Basalt continuous filament could be the fiber of the future

July 1st, 2004 / By: / Fabric Basics

BCF has distinct advantages over mineral fibers like carbon, ceramic and glass fibers.

Spewed by erupting volcanoes millions of years ago, solidified lava—called basalt rock—turns out to be an excellent raw material for making effective fireproof fabrics and barriers, insulation materials, and reinforcement agents. Basalt continuous filament (BCF) is a fiber produced by melting the stone at temperatures above 1,400 degrees C and extruding it as a continuous strand of uniform diameter.

BCF manufacturers sell rovings, twisted yarns, and woven and nonwoven materials. Some of the many products made with the fiber include fire barriers and fireproof clothing; acoustic barriers; reinforcement rods for concrete; car interior panels, seats and dashboards; heat shields; and filler material for mufflers.

BCF is considered an environmentally safe and relatively inexpensive alternative to materials such as asbestos and glass filament products like fiberglass. Since large deposits of the igneous rock exist around the world, manufacturers say they are poised for global expansion into a number of different industries.

Considering its relatively cheap price, BCF has distinct advantages over other man-made mineral fibers like carbon, ceramic and the different types of glass fibers. Comparable properties include mechanical strength and stiffness, resistance to chemicals, and functionality in a broad temperature range. Because basalt melts at a higher temperature than glass, BCF outperforms glass fibers, yet it has the same reinforcing capabilities. Also, BCF is resistant to alkaline, and therefore is a less expensive alternative to glass fiber for reinforcing concrete. Also, because of its thermal stability, BCF is a non-carcinogenic and non-toxic insulation alternative to asbestos, which is hazardous if inhaled.

Given the large amount of basalt rock lying around, so many identified uses for it, and a relatively economical production process, one wonders why the world isn’t already inundated with BCF fiber products made by hundreds of manufacturers. Scientists and engineers in the Soviet Union first developed a processing method during the 1950s. During the early 1970s, it was predicted that basalt fibers would emerge as an important new industry.

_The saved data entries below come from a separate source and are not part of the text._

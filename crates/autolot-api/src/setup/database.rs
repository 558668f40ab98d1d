//! Database setup and initialization

use anyhow::{Context, Result};
use autolot_core::Config;
use sqlx::postgres::PgPoolOptions;
use sqlx::PgPool;
use std::path::Path;
use std::time::Duration;

/// Setup database connection pool and run migrations
pub async fn setup_database(config: &Config) -> Result<PgPool> {
    tracing::info!("Connecting to database...");
    let pool = PgPoolOptions::new()
        .max_connections(config.db_max_connections)
        .acquire_timeout(Duration::from_secs(config.db_timeout_seconds))
        .idle_timeout(Duration::from_secs(600))
        .max_lifetime(Duration::from_secs(1800))
        .connect(&config.database_url)
        .await?;

    tracing::info!(
        max_connections = config.db_max_connections,
        "Database connected successfully"
    );

    // Run pending migrations on startup (path: workspace migrations/ from crate root)
    let migrations_dir = Path::new(env!("CARGO_MANIFEST_DIR")).join("../../migrations");
    let migrator = sqlx::migrate::Migrator::new(migrations_dir)
        .await
        .context("Failed to load migrations")?;
    migrator
        .run(&pool)
        .await
        .context("Failed to run database migrations")?;
    tracing::info!("Database migrations applied");

    Ok(pool)
}
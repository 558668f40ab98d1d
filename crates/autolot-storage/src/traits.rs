//! Storage abstraction trait
//!
//! This module defines the Storage trait that all storage backends must implement.

use crate::StorageBackend;
use async_trait::async_trait;
use thiserror::Error;

/// Storage operation errors
#[derive(Debug, Error)]
pub enum StorageError {
    #[error("Upload failed: {0}")]
    UploadFailed(String),

    #[error("Delete failed: {0}")]
    DeleteFailed(String),

    #[error("File not found: {0}")]
    NotFound(String),

    #[error("Invalid storage key: {0}")]
    InvalidKey(String),

    #[error("Storage backend error: {0}")]
    BackendError(String),

    #[error("IO error: {0}")]
    IoError(#[from] std::io::Error),

    #[error("Configuration error: {0}")]
    ConfigError(String),
}

/// Result type for storage operations
pub type StorageResult<T> = Result<T, StorageError>;

/// Storage abstraction trait
///
/// All storage backends (S3, local filesystem) must implement this trait.
/// This allows the image gateway to work with any storage backend without
/// coupling to specific implementation details.
///
/// **Key format:** `{context}/{millis}-{suffix}.webp`. See the crate root
/// documentation.
#[async_trait]
pub trait Storage: Send + Sync {
    /// Upload data to a storage key and return the public URL for the object.
    async fn upload(
        &self,
        storage_key: &str,
        data: Vec<u8>,
        content_type: &str,
    ) -> StorageResult<String>;

    /// Delete an object by its storage key
    async fn delete(&self, storage_key: &str) -> StorageResult<()>;

    /// Check if an object exists
    async fn exists(&self, storage_key: &str) -> StorageResult<bool>;

    /// Get the storage backend type
    fn backend_type(&self) -> StorageBackend;
}
use chrono::{DateTime, Utc};
use rust_decimal::Decimal;
use serde::{Deserialize, Serialize};
use utoipa::ToSchema;
use uuid::Uuid;

use super::photo_role::PhotoRole;

/// A single stored image belonging to a car listing.
///
/// Slot images carry a `role` and no `order`; gallery images carry an
/// `order` and no `role`. The full image list is stored as JSONB on the
/// cars row.
#[derive(Debug, Clone, PartialEq, Serialize, Deserialize, ToSchema)]
pub struct CarImage {
    pub url: String,
    #[serde(skip_serializing_if = "Option::is_none")]
    pub role: Option<PhotoRole>,
    #[serde(skip_serializing_if = "Option::is_none")]
    pub order: Option<i32>,
    #[serde(skip_serializing_if = "Option::is_none")]
    pub is_primary: Option<bool>,
    #[serde(skip_serializing_if = "Option::is_none")]
    pub uploaded_at: Option<DateTime<Utc>>,
}

/// Listing fields entered by staff, independent of photos.
#[derive(Debug, Clone, Serialize, Deserialize, ToSchema)]
pub struct CarFields {
    pub title: String,
    #[schema(value_type = f64)]
    pub price: Decimal,
    pub year: i32,
    pub km: i32,
    pub transmission: String,
    pub fuel: String,
    #[serde(skip_serializing_if = "Option::is_none")]
    pub description: Option<String>,
}

/// A fully assembled listing ready for atomic insertion.
#[derive(Debug, Clone, Serialize, Deserialize)]
pub struct CarInsert {
    pub fields: CarFields,
    pub images: Vec<CarImage>,
}

/// A persisted car listing row.
#[derive(Debug, Clone, Serialize, Deserialize, ToSchema)]
pub struct Car {
    pub id: Uuid,
    pub title: String,
    #[schema(value_type = f64)]
    pub price: Decimal,
    pub year: i32,
    pub km: i32,
    pub transmission: String,
    pub fuel: String,
    pub description: Option<String>,
    pub images: Vec<CarImage>,
    pub created_at: DateTime<Utc>,
    pub updated_at: DateTime<Utc>,
}

impl Car {
    /// The listing's primary image, if any.
    pub fn primary_image(&self) -> Option<&CarImage> {
        self.images
            .iter()
            .find(|img| img.is_primary == Some(true))
            .or_else(|| self.images.first())
    }
}

#[cfg(test)]
mod tests {
    use super::*;

    fn image(url: &str) -> CarImage {
        CarImage {
            url: url.to_string(),
            role: None,
            order: None,
            is_primary: None,
            uploaded_at: None,
        }
    }

    #[test]
    fn test_car_image_serde_skips_empty_fields() {
        let json = serde_json::to_value(image("https://cdn.example.com/a.webp")).unwrap();
        assert_eq!(
            json,
            serde_json::json!({ "url": "https://cdn.example.com/a.webp" })
        );
    }

    #[test]
    fn test_car_image_role_serializes_snake_case() {
        let mut img = image("https://cdn.example.com/a.webp");
        img.role = Some(PhotoRole::InteriorDriver);
        let json = serde_json::to_value(&img).unwrap();
        assert_eq!(json["role"], "interior_driver");
    }

    #[test]
    fn test_primary_image_falls_back_to_first() {
        let car = Car {
            id: Uuid::new_v4(),
            title: "Fiat Uno".to_string(),
            price: Decimal::new(1250000, 2),
            year: 2015,
            km: 84000,
            transmission: "Manual".to_string(),
            fuel: "Gasolina".to_string(),
            description: None,
            images: vec![image("https://cdn.example.com/first.webp")],
            created_at: Utc::now(),
            updated_at: Utc::now(),
        };
        assert_eq!(
            car.primary_image().map(|i| i.url.as_str()),
            Some("https://cdn.example.com/first.webp")
        );
    }
}
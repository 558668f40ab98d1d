//! Route configuration and setup.

use std::sync::Arc;
use std::time::Duration;

use autolot_core::Config;
use axum::{
    extract::{DefaultBodyLimit, State},
    http::{HeaderValue, Method, StatusCode},
    response::IntoResponse,
    routing::{get, post},
    Json, Router,
};
use utoipa::OpenApi;
use tower_http::cors::{Any, CorsLayer};
use tower_http::limit::RequestBodyLimitLayer;
use tower_http::trace::TraceLayer;

use crate::api_doc;
use crate::handlers::{cars, images};
use crate::state::AppState;

// Multipart framing and text fields on top of the image payload itself.
const MULTIPART_OVERHEAD_BYTES: usize = 64 * 1024;

/// Setup all application routes
pub fn setup_routes(config: &Config, state: Arc<AppState>) -> Result<Router<()>, anyhow::Error> {
    let cors = setup_cors(config)?;

    let api_routes = Router::new()
        .route("/images", post(images::upload_image).delete(images::delete_image))
        .route("/cars", post(cars::create_car).get(cars::list_cars))
        .route("/cars/{id}", get(cars::get_car).delete(cars::delete_car))
        .with_state(state.clone());

    let app = Router::new()
        .nest("/api/v1", api_routes)
        .route("/health", get(health_check).with_state(state))
        .route(
            "/api/openapi.json",
            get(|| async { Json(api_doc::ApiDoc::openapi()) }),
        )
        .nest(
            "/docs",
            utoipa_rapidoc::RapiDoc::new("/api/openapi.json")
                .path("/docs")
                .into(),
        )
        .layer(RequestBodyLimitLayer::new(
            config.max_image_size_bytes + MULTIPART_OVERHEAD_BYTES,
        ))
        .layer(DefaultBodyLimit::disable())
        .layer(cors)
        .layer(TraceLayer::new_for_http());

    Ok(app)
}

fn setup_cors(config: &Config) -> Result<CorsLayer, anyhow::Error> {
    let cors = if config.cors_origins.contains(&"*".to_string()) {
        tracing::warn!("CORS configured to allow all origins - not recommended for production");
        CorsLayer::new()
            .allow_origin(Any)
            .allow_methods([Method::GET, Method::POST, Method::DELETE, Method::OPTIONS])
            .allow_headers(Any)
    } else {
        let origins: Result<Vec<HeaderValue>, _> =
            config.cors_origins.iter().map(|o| o.parse()).collect();
        CorsLayer::new()
            .allow_origin(origins.unwrap_or_default())
            .allow_methods([Method::GET, Method::POST, Method::DELETE, Method::OPTIONS])
            .allow_headers(Any)
    };
    Ok(cors)
}

#[derive(serde::Serialize)]
struct HealthCheckResponse {
    status: String,
    database: String,
    storage: String,
}

/// Health check: database connectivity plus a storage existence probe.
async fn health_check(State(state): State<Arc<AppState>>) -> impl IntoResponse {
    const TIMEOUT: Duration = Duration::from_secs(5);

    let database = match tokio::time::timeout(
        TIMEOUT,
        sqlx::query("SELECT 1").execute(&state.db.pool),
    )
    .await
    {
        Ok(Ok(_)) => "healthy".to_string(),
        Ok(Err(e)) => format!("database error: {}", e),
        Err(_) => "timeout".to_string(),
    };

    let storage = match tokio::time::timeout(
        TIMEOUT,
        state.media.storage.exists("health-check-non-existent-key"),
    )
    .await
    {
        Ok(Ok(_)) => "healthy".to_string(),
        Ok(Err(e)) => format!("storage error: {}", e),
        Err(_) => "timeout".to_string(),
    };

    let overall_healthy = database == "healthy" && storage == "healthy";
    let status_code = if overall_healthy {
        StatusCode::OK
    } else {
        StatusCode::SERVICE_UNAVAILABLE
    };

    (
        status_code,
        Json(HealthCheckResponse {
            status: if overall_healthy {
                "healthy".to_string()
            } else {
                "unhealthy".to_string()
            },
            database,
            storage,
        }),
    )
}
//! HTTP request handlers

pub mod cars;
pub mod images;
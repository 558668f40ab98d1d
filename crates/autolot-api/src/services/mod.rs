//! Application services

pub mod upload;
use std::sync::Arc;

use axum::{
    extract::{Multipart, State},
    http::StatusCode,
    Json,
};
use chrono::{DateTime, Utc};
use serde::{Deserialize, Serialize};
use utoipa::ToSchema;

use crate::error::{ErrorResponse, HttpAppError};
use crate::services::upload::extract_multipart_upload;
use crate::state::AppState;

#[derive(Debug, Serialize, ToSchema)]
pub struct UploadImageResponse {
    /// Public address of the stored image
    pub url: String,
    pub uploaded_at: DateTime<Utc>,
}

#[derive(Debug, Deserialize, ToSchema)]
pub struct DeleteImageRequest {
    /// Public address of the image to delete
    pub url: String,
}

/// Upload image handler
///
/// Validates the file (content type, size) and stores it in the configured
/// bucket, returning the public address. Images uploaded before the listing
/// exists are keyed under the draft context; pass `context` with a car id to
/// scope the key to an existing listing.
///
/// # Errors
/// - `AppError::InvalidInput` - Missing file or unsupported content type
/// - `AppError::PayloadTooLarge` - File exceeds size limit
/// - `AppError::Storage` - Storage upload failure
#[utoipa::path(
    post,
    path = "/api/v1/images",
    tag = "images",
    request_body(content = inline(Object), content_type = "multipart/form-data"),
    responses(
        (status = 201, description = "Image uploaded successfully", body = UploadImageResponse),
        (status = 400, description = "Invalid input", body = ErrorResponse),
        (status = 413, description = "File too large", body = ErrorResponse),
        (status = 500, description = "Internal server error", body = ErrorResponse)
    )
)]
#[tracing::instrument(skip(state, multipart), fields(operation = "upload_image"))]
pub async fn upload_image(
    State(state): State<Arc<AppState>>,
    multipart: Multipart,
) -> Result<(StatusCode, Json<UploadImageResponse>), HttpAppError> {
    let upload = extract_multipart_upload(multipart).await?;

    let uploaded = state
        .media
        .gateway
        .upload_image(upload.data, &upload.content_type, upload.context.as_deref())
        .await?;

    Ok((
        StatusCode::CREATED,
        Json(UploadImageResponse {
            url: uploaded.url,
            uploaded_at: uploaded.uploaded_at,
        }),
    ))
}

/// Delete image handler
///
/// Derives the object key from the public address and removes the object.
/// A URL that does not belong to the configured bucket is rejected without
/// any storage call.
#[utoipa::path(
    delete,
    path = "/api/v1/images",
    tag = "images",
    request_body = DeleteImageRequest,
    responses(
        (status = 204, description = "Image deleted"),
        (status = 400, description = "Invalid image URL", body = ErrorResponse),
        (status = 500, description = "Internal server error", body = ErrorResponse)
    )
)]
#[tracing::instrument(skip(state), fields(operation = "delete_image", url = %request.url))]
pub async fn delete_image(
    State(state): State<Arc<AppState>>,
    Json(request): Json<DeleteImageRequest>,
) -> Result<StatusCode, HttpAppError> {
    state.media.gateway.delete_image(&request.url).await?;
    Ok(StatusCode::NO_CONTENT)
}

“Why it never materialized is a question that long puzzled us,” says Jean-Marie Nolf, head of new business development for the Belgian company Groep Masureel Veredeling, which produces the Basaltex line of BCF fiber products. Nolf says one reason may be the glass fiber industry’s view that basalt can always be synthesized using chemicals. However, it is the lack of chemicals that makes BCF environmentally safe and recyclable, which are important advantages over glass fibers.

Another reason for the industry’s slow growth, Nolf says, is the sheer technical complexity of the production process. Several things make it difficult, such as a very high furnace temperature to melt the rock (about 1450 degrees C); the need to be extremely precise about the temperature (within two to three degrees); and controlling the temperature of the extrusion bushings, which are heated using electricity outside the furnace.

In addition, the bushings must be made of platinum to withstand the heat. They cost about $150,000 each, says Graham Miller, executive vice president of Houston-based Sudaglass Fiber Technology Inc. Sudaglass has a BCF manufacturing plant in Sudogda, Ukraine, and is planning to open one in the United States in the next year or two. Miller says Sudaglass’ furnace uses eight platinum bushings.

“Basically, what we do is crush the rock into chips about the size of your thumb, and then we put this into a furnace, which has already been heated up to a high temperature,” Miller explains. At a controlled rate, the rock melts into a liquid state. Then the liquid basalt is passed into a feeding trough called a “forehearth.” Gravity then sends the liquid through the extrusion bushings, each of which has 800 holes that form the fiber strands.

“What makes it difficult is these platinum extrusion bushings that are heated electrically,” Miller continues. “If you try to make them too big, you can’t get an even temperature across the template where the holes are. If there’s an uneven temperature, you’re going to get good fiber coming out of one side of it and bad fiber coming out the other, which would scrap the whole lot.”

Compared to the 800 holes in the BCF extrusion bushings, glass fiber production is capable of using bushings with 1,500 to 4,000 holes, Miller says. Therefore, glass fiber productivity is much greater, and that is another reason why BCF has lagged behind. Miller says Sudaglass is working to develop technology that will allow it to increase the size of the extrusion bushings and increase production.

Nolf says Masureel continues to research and develop technology for improving BCF production and creating new uses for the fiber. The company is developing tailored products for its customers, such as an anti-vandalism, fire-blocking interliner for railway seatings and a fire-blocking tape for electrical cable installation that would outperform glass fiber tape.

Eddie Grosfield is a freelance writer living in the Rochester, Minn., area.